On the French Revolution, Damas-Crux backed the king and emigrated - part of the Vexin regiment came to join him from the Principality of Monaco and these men fought under his command in the 1792 campaign. In 1793 he raised the émigré 'Légion de Damas', leading it on the campaigns that year in the Netherlands. When the French Revolutionary Army invaded the Netherlands, the legion passed into British pay. The unit wished to land in western France, but this led to its infantry being largely destroyed on 21 July during the Quiberon expedition. In 1796 Damas-Crux concluded a surrender with the Prince of Condé that allowed Damas-Crux to form a squadron of hussars out of the remains of his legion - he then commanded this squadron as part of the Army of Condé.

In 1795 Louis XVIII (or the Count of Artois) had promoted Damas-Crux to maréchal-de-camp. He followed Condé's army to Poland in 1801 and he and Condé joined the Russian army the following year. Damas-Crux was the Duke of Angoulême's attaché in Russia, as first gentleman of the chamber, and accompanied him from Mittau to join Condé's army, then to Warsaw and finally to England.

=== Bourbon Restoration ===
He finally returned to France in March 1814 with the Coalition armies and joined the Duke of Angoulême in his trip to the MIDI, "helping him in his counsels and his arms" on all occasions. On the following 21 March (or 22 June) he was made Lieutenant General and on 22 August 1814 a knight grand cross of the Order of Saint Louis. He initially accompanied the Duke of Angoulême during the Hundred Days. He was sent to Toulouse as a royal commissioner alongside Eugène François d'Arnauld, but was arrested by order of General de Laborde and conducted to the Spanish frontier. He then rejoined the Duke of Angoulême in Madrid, from which he was sent to Tolosa and Irun to enlist French Royalists there. De Damas-Crux entered Bayonne on 25 July, escorted by 1,800 Basques who he had recruited. He had refused all help from the Spanish general Enrique José O'Donnell, who had offered to put his force under de Damas-Crux's orders. After Napoleon's defeat, de Damas-Crux was made governor of the 11th and 20th military divisions and commander of the Army of the Pyrénées.

On 17 July 1815 he was made a peer of France, voting for the death sentence for Michel Ney. On 3 February 1816 he was made a duke in return for his services during the Napoleonic Wars and took an oath to obey the royal court at that rank on 19 February. He was made a knight of the Order of the Holy Spirit in Paris on 5 February 1824, taking this up formally on 14 May 1826. On 26 September 1815 he was replaced as commander of the 11th military division by Antoine-Louis-Marie de Gramont, moving instead to the 25th division (Corsica) and then on 10 January 1816 to the 2nd military division. In March 1816 the Duke of Angoulême gave him various missions in the Midi, which he completed - the measures he took, however, undermined the royal family's in that area.

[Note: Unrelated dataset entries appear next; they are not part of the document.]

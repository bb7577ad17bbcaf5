//! Shared fixtures for handler tests.

use std::path::Path;
use std::sync::{Arc, Mutex};

use async_trait::async_trait;

use crate::cli::command::{CommandContext, CommandDescriptor};
use crate::cli::parser::extract_options;
use crate::cli::registry::CommandRegistry;
use crate::console::BufferConsole;
use crate::engine::{
    DeleteRequest, PackageEngine, RestoreRequest, RestoreSummary, Verification, VerifyRequest,
};
use crate::settings::{MemorySettings, SharedSettings};

/// Engine that records requests and answers from canned results.
#[derive(Default)]
pub struct RecordingEngine {
    pub restores: Mutex<Vec<RestoreRequest>>,
    pub deletes: Mutex<Vec<DeleteRequest>>,
    pub verifies: Mutex<Vec<VerifyRequest>>,
    pub verifications: Mutex<Vec<Verification>>,
}

impl RecordingEngine {
    pub fn restores(&self) -> Vec<RestoreRequest> {
        self.restores.lock().expect("lock").clone()
    }

    pub fn deletes(&self) -> Vec<DeleteRequest> {
        self.deletes.lock().expect("lock").clone()
    }

    pub fn verifies(&self) -> Vec<VerifyRequest> {
        self.verifies.lock().expect("lock").clone()
    }
}

#[async_trait]
impl PackageEngine for RecordingEngine {
    async fn restore(&self, request: RestoreRequest) -> anyhow::Result<RestoreSummary> {
        self.restores.lock().expect("lock").push(request);
        Ok(RestoreSummary {
            restored: 2,
            already_installed: 1,
        })
    }

    async fn delete(&self, request: DeleteRequest) -> anyhow::Result<()> {
        self.deletes.lock().expect("lock").push(request);
        Ok(())
    }

    async fn verify(&self, request: VerifyRequest) -> anyhow::Result<Vec<Verification>> {
        self.verifies.lock().expect("lock").push(request);
        Ok(self.verifications.lock().expect("lock").clone())
    }
}

/// Everything one handler invocation needs, with inspectable outputs.
pub struct Fixture {
    pub console: BufferConsole,
    pub settings: Arc<MemorySettings>,
    pub engine: RecordingEngine,
    pub registry: CommandRegistry,
}

impl Fixture {
    pub fn new() -> Self {
        Self {
            console: BufferConsole::new(),
            settings: Arc::new(MemorySettings::new()),
            engine: RecordingEngine::default(),
            registry: CommandRegistry::builtin().expect("builtin registry"),
        }
    }

    /// Bind `args` onto a fresh instance of `descriptor` and execute it.
    pub fn run(
        &self,
        descriptor: &CommandDescriptor,
        args: &[&str],
        working_dir: &Path,
    ) -> anyhow::Result<i32> {
        let mut command = descriptor.instantiate();
        extract_options(command.as_mut(), descriptor, args.iter().map(|a| a.to_string()))
            .expect("arguments bind");

        let loader = SharedSettings(self.settings.clone());
        let ctx = CommandContext::new(
            &self.console,
            &self.registry,
            &self.engine,
            &loader,
            working_dir,
        );
        let runtime = tokio::runtime::Builder::new_current_thread()
            .enable_all()
            .build()
            .expect("runtime");
        runtime.block_on(command.execute(&ctx))
    }
}
//! `config`: read or write values in the `config` settings section.

use std::any::Any;
use std::path::Path;

use async_trait::async_trait;

use super::{expect_arguments, settings_error};
use crate::cli::command::{CommandBase, CommandContext, CommandDescriptor, CommandInstance};
use crate::cli::error::CommandError;
use crate::settings::sections;

#[derive(Debug, Default)]
pub struct ConfigCommand {
    base: CommandBase,
    set: Vec<String>,
    as_path: bool,
}

pub fn descriptor() -> CommandDescriptor {
    CommandDescriptor::builder::<ConfigCommand>("config")
        .summary("Gets or sets pkgcli config values.")
        .usage("<-Set name=value | name>")
        .description(
            "Gets or sets config values. A -Set pair with an empty value removes the key.",
        )
        .example("pkgcli config globalPackagesFolder")
        .example("pkgcli config -Set globalPackagesFolder=/srv/packages -Set http_proxy=")
        .options(|o| {
            o.multi(
                "Set",
                "A key/value pair to set, as name=value.",
                |c| &mut c.set,
            )
            .flag(
                "AsPath",
                "Return the value as a path resolved against the config file's folder.",
                |c| &mut c.as_path,
            )
        })
        .build()
}

/// Split `name=value`. The value may be empty; the name may not.
fn parse_pair(pair: &str) -> Result<(&str, &str), CommandError> {
    match pair.split_once('=') {
        Some((key, value)) if !key.trim().is_empty() => Ok((key.trim(), value.trim())),
        _ => Err(CommandError::Usage(format!(
            "'{}' is not a valid name=value pair.",
            pair
        ))),
    }
}

#[async_trait]
impl CommandInstance for ConfigCommand {
    fn base(&self) -> &CommandBase {
        &self.base
    }

    fn base_mut(&mut self) -> &mut CommandBase {
        &mut self.base
    }

    fn as_any_mut(&mut self) -> &mut dyn Any {
        self
    }

    async fn execute(&mut self, ctx: &CommandContext<'_>) -> anyhow::Result<i32> {
        let settings = ctx.settings()?;

        if !self.set.is_empty() {
            expect_arguments(
                &self.base.arguments,
                0..=0,
                "config does not take a key together with -Set.",
            )?;
            // Validate every pair before writing any of them.
            let pairs = self
                .set
                .iter()
                .map(|pair| parse_pair(pair))
                .collect::<Result<Vec<_>, _>>()?;
            for (key, value) in pairs {
                if value.is_empty() {
                    settings
                        .remove(sections::CONFIG, key)
                        .map_err(settings_error)?;
                    ctx.console.detail(&format!("Removed config key '{}'.", key));
                } else {
                    settings
                        .set(sections::CONFIG, key, value)
                        .map_err(settings_error)?;
                    ctx.console.detail(&format!("Set config key '{}'.", key));
                }
            }
            return Ok(0);
        }

        expect_arguments(
            &self.base.arguments,
            1..=1,
            "config requires a key name or at least one -Set pair.",
        )?;
        let key = self.base.arguments[0].as_str();
        let value = settings
            .get(sections::CONFIG, key)
            .ok_or_else(|| CommandError::Failed(format!("Key '{}' not found.", key)))?;

        if self.as_path {
            let origin = settings.origin();
            let base = origin
                .as_deref()
                .and_then(Path::parent)
                .unwrap_or(ctx.working_dir);
            let path = Path::new(&value);
            let resolved = if path.is_absolute() {
                path.to_path_buf()
            } else {
                base.join(path)
            };
            ctx.console.output(&resolved.display().to_string());
        } else {
            ctx.console.output(&value);
        }
        Ok(0)
    }
}
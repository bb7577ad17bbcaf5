//! User-facing message catalogue.
//!
//! The UI language comes from `PKGCLI_CLI_LANGUAGE` and is resolved once per
//! process. `-ForceEnglishOutput` bypasses it for a single invocation.

use once_cell::sync::OnceCell;

/// Environment variable selecting the UI language.
pub const LANGUAGE_ENV: &str = "PKGCLI_CLI_LANGUAGE";

static PROCESS_LANGUAGE: OnceCell<Language> = OnceCell::new();

#[derive(Clone, Copy, PartialEq, Eq, Debug, Default)]
pub enum Language {
    #[default]
    English,
    Spanish,
}

impl Language {
    /// Parse a language tag such as `es`, `es-ES` or `en_US`.
    pub fn from_tag(tag: &str) -> Option<Self> {
        let primary = tag.trim().split(['-', '_', '.']).next()?;
        match primary.to_ascii_lowercase().as_str() {
            "en" => Some(Language::English),
            "es" => Some(Language::Spanish),
            _ => None,
        }
    }
}

/// Resolve the language from the raw environment value.
///
/// An unusable value is logged and the default language is kept.
pub fn resolve_language(raw: Option<&str>) -> Language {
    let Some(raw) = raw else {
        return Language::default();
    };
    if raw.trim().is_empty() {
        return Language::default();
    }
    match Language::from_tag(raw) {
        Some(language) => language,
        None => {
            tracing::error!(
                variable = LANGUAGE_ENV,
                value = raw,
                "Invalid value for {}: '{}'. Falling back to English.",
                LANGUAGE_ENV,
                raw
            );
            Language::default()
        }
    }
}

/// Language configured for this process; reads the environment on first use.
pub fn process_language() -> Language {
    *PROCESS_LANGUAGE.get_or_init(|| {
        let raw = std::env::var(LANGUAGE_ENV).ok();
        resolve_language(raw.as_deref())
    })
}

/// Keys of every translated message.
#[derive(Clone, Copy, PartialEq, Eq, Debug)]
pub enum Msg {
    CommandDeprecated,
    CommandDeprecatedUseInstead,
    OptionDeprecated,
    OptionDeprecatedUseInstead,
    DeprecatedMarker,
    HelpUsage,
    HelpOptions,
    HelpAlias,
    HelpMultiple,
    HelpAvailableCommands,
    HelpMoreInfo,
    HelpVersion,
    HelpExamples,
    HelpReference,
}

impl Msg {
    fn english(self) -> &'static str {
        match self {
            Msg::CommandDeprecated => {
                "'{command}' is deprecated and will be removed in a future release."
            }
            Msg::CommandDeprecatedUseInstead => {
                "'{command}' is deprecated and will be removed in a future release. Use '{alternative}' instead."
            }
            Msg::OptionDeprecated => "Option '{option}' is deprecated.",
            Msg::OptionDeprecatedUseInstead => {
                "Option '{option}' is deprecated. Use '{replacement}' instead."
            }
            Msg::DeprecatedMarker => "(deprecated)",
            Msg::HelpUsage => "usage",
            Msg::HelpOptions => "options",
            Msg::HelpAlias => "alias",
            Msg::HelpMultiple => "may be specified more than once",
            Msg::HelpAvailableCommands => "Available commands:",
            Msg::HelpMoreInfo => "Type '{binary} help <command>' for help on a specific command.",
            Msg::HelpVersion => "{binary} Version: {version}",
            Msg::HelpExamples => "examples",
            Msg::HelpReference => "Command Reference",
        }
    }

    fn spanish(self) -> &'static str {
        match self {
            Msg::CommandDeprecated => {
                "'{command}' está en desuso y se eliminará en una versión futura."
            }
            Msg::CommandDeprecatedUseInstead => {
                "'{command}' está en desuso y se eliminará en una versión futura. Use '{alternative}' en su lugar."
            }
            Msg::OptionDeprecated => "La opción '{option}' está en desuso.",
            Msg::OptionDeprecatedUseInstead => {
                "La opción '{option}' está en desuso. Use '{replacement}' en su lugar."
            }
            Msg::DeprecatedMarker => "(en desuso)",
            Msg::HelpUsage => "uso",
            Msg::HelpOptions => "opciones",
            Msg::HelpAlias => "alias",
            Msg::HelpMultiple => "se puede especificar más de una vez",
            Msg::HelpAvailableCommands => "Comandos disponibles:",
            Msg::HelpMoreInfo => {
                "Escriba '{binary} help <comando>' para obtener ayuda sobre un comando."
            }
            Msg::HelpVersion => "{binary} Versión: {version}",
            Msg::HelpExamples => "ejemplos",
            Msg::HelpReference => "Referencia de comandos",
        }
    }
}

/// Renders catalogue messages in one language.
#[derive(Clone, Copy, Debug, Default, PartialEq, Eq)]
pub struct Localizer {
    language: Language,
}

impl Localizer {
    pub fn new(language: Language) -> Self {
        Self { language }
    }

    pub fn language(&self) -> Language {
        self.language
    }

    /// Message text without placeholder substitution.
    pub fn text(&self, msg: Msg) -> &'static str {
        match self.language {
            Language::English => msg.english(),
            Language::Spanish => msg.spanish(),
        }
    }

    /// Message text with `{name}` placeholders replaced.
    pub fn format(&self, msg: Msg, args: &[(&str, &str)]) -> String {
        let mut rendered = self.text(msg).to_string();
        for (name, value) in args {
            rendered = rendered.replace(&format!("{{{}}}", name), value);
        }
        rendered
    }
}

De Damas-Crux retired from the upper chamber after the July Revolution, after remaining faithful to the old government and refusing to take an oath to obey the new one. He retired from the army at the rank of lieutenant general on 30 June 1832 and died in Paris in 1846. He and his wife had no issue so the Damas-Crux branch (senior branch of the House of Damas) died out with him - he had taken measures to be succeeded in the peerage by Alexandre de Damas, but since Étienne-Charles had been dismissed from the peerage for refusing to take the oath to Louis Philippe his heir could not sit in the House of Peers.